Cornock v. Murnighan

727 N.Y.S.2d 803 | N.Y. App. Div. | 2001

—Mercure, J. P.

Appeal from an order of the Supreme Court (Cobb, J.), entered August 15, 2000 in Greene County, which, inter alia, granted defendant’s motion for summary judgment dismissing the first cause of action in the complaint.

It is undisputed that plaintiff contributed the entire purchase price of real property in the Town of Cairo, Greene County, that was deeded to the parties in 1996 as joint tenants with right of survivorship. In this action, plaintiff seeks to reform the deed so as to remove defendant therefrom and, as alternative relief, for partition of the real property. The first cause of action for reformation, which is at issue on this appeal, is predicated on the theory that defendant induced plaintiff to place the property in their joint names by falsely representing that, given the security of home ownership, he would timely seek regular counseling and no longer engage in substance abuse activities. Plaintiff appeals Supreme Court’s order granting defendant’s motion for summary judgment dismissing the reformation cause of action. We affirm.

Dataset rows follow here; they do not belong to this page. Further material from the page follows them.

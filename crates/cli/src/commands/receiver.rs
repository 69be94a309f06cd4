// Copyright (c) 2025 Varshith Gudur. Licensed under AGPLv3.
use std::path::Path;
use std::sync::Arc;
use voltura_node::config::NodeConfig;
use voltura_node::events::TracingSink;
use voltura_node::receiver::Receiver;
use voltura_node::telemetry;

pub fn run(config_path: &Path) -> anyhow::Result<()> {
    telemetry::init_telemetry();
    let cfg = NodeConfig::load_or_init(config_path)?;
    let policy = cfg.policy();
    let receiver = Receiver::new(
        cfg.clone(),
        policy.clone(),
        Arc::new(TracingSink::new("receiver")),
    )?;

    let rt = tokio::runtime::Runtime::new()?;
    rt.block_on(async move {
        // The resilience toggle lives in the config file; pick up edits
        // between images.
        let refresh_policy = policy.clone();
        let path = config_path.to_path_buf();
        let interval = cfg.poll_interval();
        tokio::spawn(async move {
            loop {
                tokio::time::sleep(interval).await;
                if let Ok(latest) = NodeConfig::load(&path) {
                    refresh_policy.set_checksum_verification(latest.checksum_verification_enabled);
                    refresh_policy.set_resilience(latest.resilience_enabled);
                }
            }
        });

        receiver.run().await;
        Ok(())
    })
}
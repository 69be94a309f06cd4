// Copyright (c) 2025 Varshith Gudur. Licensed under AGPLv3.
//! Single-slot filesystem mailboxes.
//!
//! The two hand-off channels between agent and receiver are folders used as
//! bounded queues of capacity one: the agent deposits exactly one validated
//! image and must not deposit another until the matching acknowledgment has
//! been consumed. The receiver posts one `<filename>.ack` record per image.
//! The folder is the transport; these types are the channel discipline.

use std::fs;
use std::io;
use std::path::{Path, PathBuf};
use std::time::Duration;
use voltura_core::{AckOutcome, CoreError};

/// Inbound image channel (agent -> receiver).
#[derive(Debug, Clone)]
pub struct ImageMailbox {
    dir: PathBuf,
}

/// One image waiting in the mailbox.
#[derive(Debug)]
pub struct PendingImage {
    pub filename: String,
    pub path: PathBuf,
}

impl PendingImage {
    pub fn read(&self) -> io::Result<Vec<u8>> {
        fs::read(&self.path)
    }

    /// Remove the image from the mailbox. Consumption is unconditional:
    /// a processed image must never be reprocessed.
    pub fn consume(self) -> io::Result<()> {
        fs::remove_file(&self.path)
    }
}

impl ImageMailbox {
    pub fn open(dir: impl Into<PathBuf>) -> io::Result<Self> {
        let dir = dir.into();
        fs::create_dir_all(&dir)?;
        Ok(ImageMailbox { dir })
    }

    pub fn dir(&self) -> &Path {
        &self.dir
    }

    pub fn is_empty(&self) -> io::Result<bool> {
        Ok(self.first_entry()?.is_none())
    }

    /// Move a staged file into the mailbox under `filename`. The rename is
    /// atomic on one filesystem; stage downloads next to the mailbox.
    /// Depositing while an image is still pending is a protocol race and is
    /// refused.
    pub fn deposit(&self, filename: &str, staged: &Path) -> Result<(), CoreError> {
        if !self.is_empty()? {
            return Err(CoreError::MailboxOccupied);
        }
        fs::rename(staged, self.dir.join(filename))?;
        Ok(())
    }

    /// Take the pending image, if any. First entry in name order; the
    /// single-slot discipline means there is normally at most one.
    pub fn take(&self) -> io::Result<Option<PendingImage>> {
        Ok(self.first_entry()?.map(|path| PendingImage {
            filename: path
                .file_name()
                .map(|n| n.to_string_lossy().into_owned())
                .unwrap_or_default(),
            path,
        }))
    }

    fn first_entry(&self) -> io::Result<Option<PathBuf>> {
        let mut files: Vec<PathBuf> = fs::read_dir(&self.dir)?
            .filter_map(|e| e.ok())
            .map(|e| e.path())
            .filter(|p| p.is_file())
            .collect();
        files.sort();
        Ok(files.into_iter().next())
    }
}

/// Acknowledgment channel (receiver -> agent).
#[derive(Debug, Clone)]
pub struct AckMailbox {
    dir: PathBuf,
}

impl AckMailbox {
    pub fn open(dir: impl Into<PathBuf>) -> io::Result<Self> {
        let dir = dir.into();
        fs::create_dir_all(&dir)?;
        Ok(AckMailbox { dir })
    }

    pub fn dir(&self) -> &Path {
        &self.dir
    }

    fn record_path(&self, filename: &str) -> PathBuf {
        self.dir.join(format!("{filename}.ack"))
    }

    /// Post the outcome for one processed image.
    pub fn post(&self, filename: &str, outcome: AckOutcome) -> io::Result<()> {
        fs::write(self.record_path(filename), outcome.as_str())
    }

    /// Non-blocking probe: consume the record if it is there.
    pub fn try_take(&self, filename: &str) -> io::Result<Option<AckOutcome>> {
        let path = self.record_path(filename);
        if !path.exists() {
            return Ok(None);
        }
        let text = fs::read_to_string(&path)?;
        fs::remove_file(&path)?;
        // Unreadable content still counts as a delivered record; the agent
        // does not branch on the payload anyway.
        Ok(Some(text.parse().unwrap_or(AckOutcome::Failure)))
    }

    /// Blocking receive with a hard bound: `attempts` polls one `interval`
    /// apart, then `AckTimeout`. Blocks only the calling role's worker.
    pub async fn wait(
        &self,
        filename: &str,
        attempts: u32,
        interval: Duration,
    ) -> Result<AckOutcome, CoreError> {
        for _ in 0..attempts {
            if let Some(outcome) = self.try_take(filename)? {
                return Ok(outcome);
            }
            tokio::time::sleep(interval).await;
        }
        Err(CoreError::AckTimeout { filename: filename.to_string() })
    }
}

Fundamentally, although a written instrument may be reformed where the writing in question was executed under a fraudulently induced unilateral mistake (see, Cheperuk v Liberty Mut. Fire Ins. Co., 263 AD2d 748, 749), “[ajbsent a present intent to deceive, a statement of future intentions, promises or expectations is not actionable on the grounds of fraud” (Lanzi v Brooks, 54 AD2d 1057, 1058, affd 43 NY2d 778). Thus, even if we were to assume that defendant made the representations alleged in the complaint and that, contrary to those representations, defendant failed to abstain from substance abuse and did not seek counseling, in the absence of evidence that defendant never intended to carry through on his promises — and none Was presented on the motions before us — plaintiff cannot make out a prima facie case (see, id., at 1058). We therefore conclude that Supreme Court did not err in granting defendant’s motion.

Crew III, Peters, Carpinello and Rose, JJ., concur. Ordered that the order is affirmed, with costs.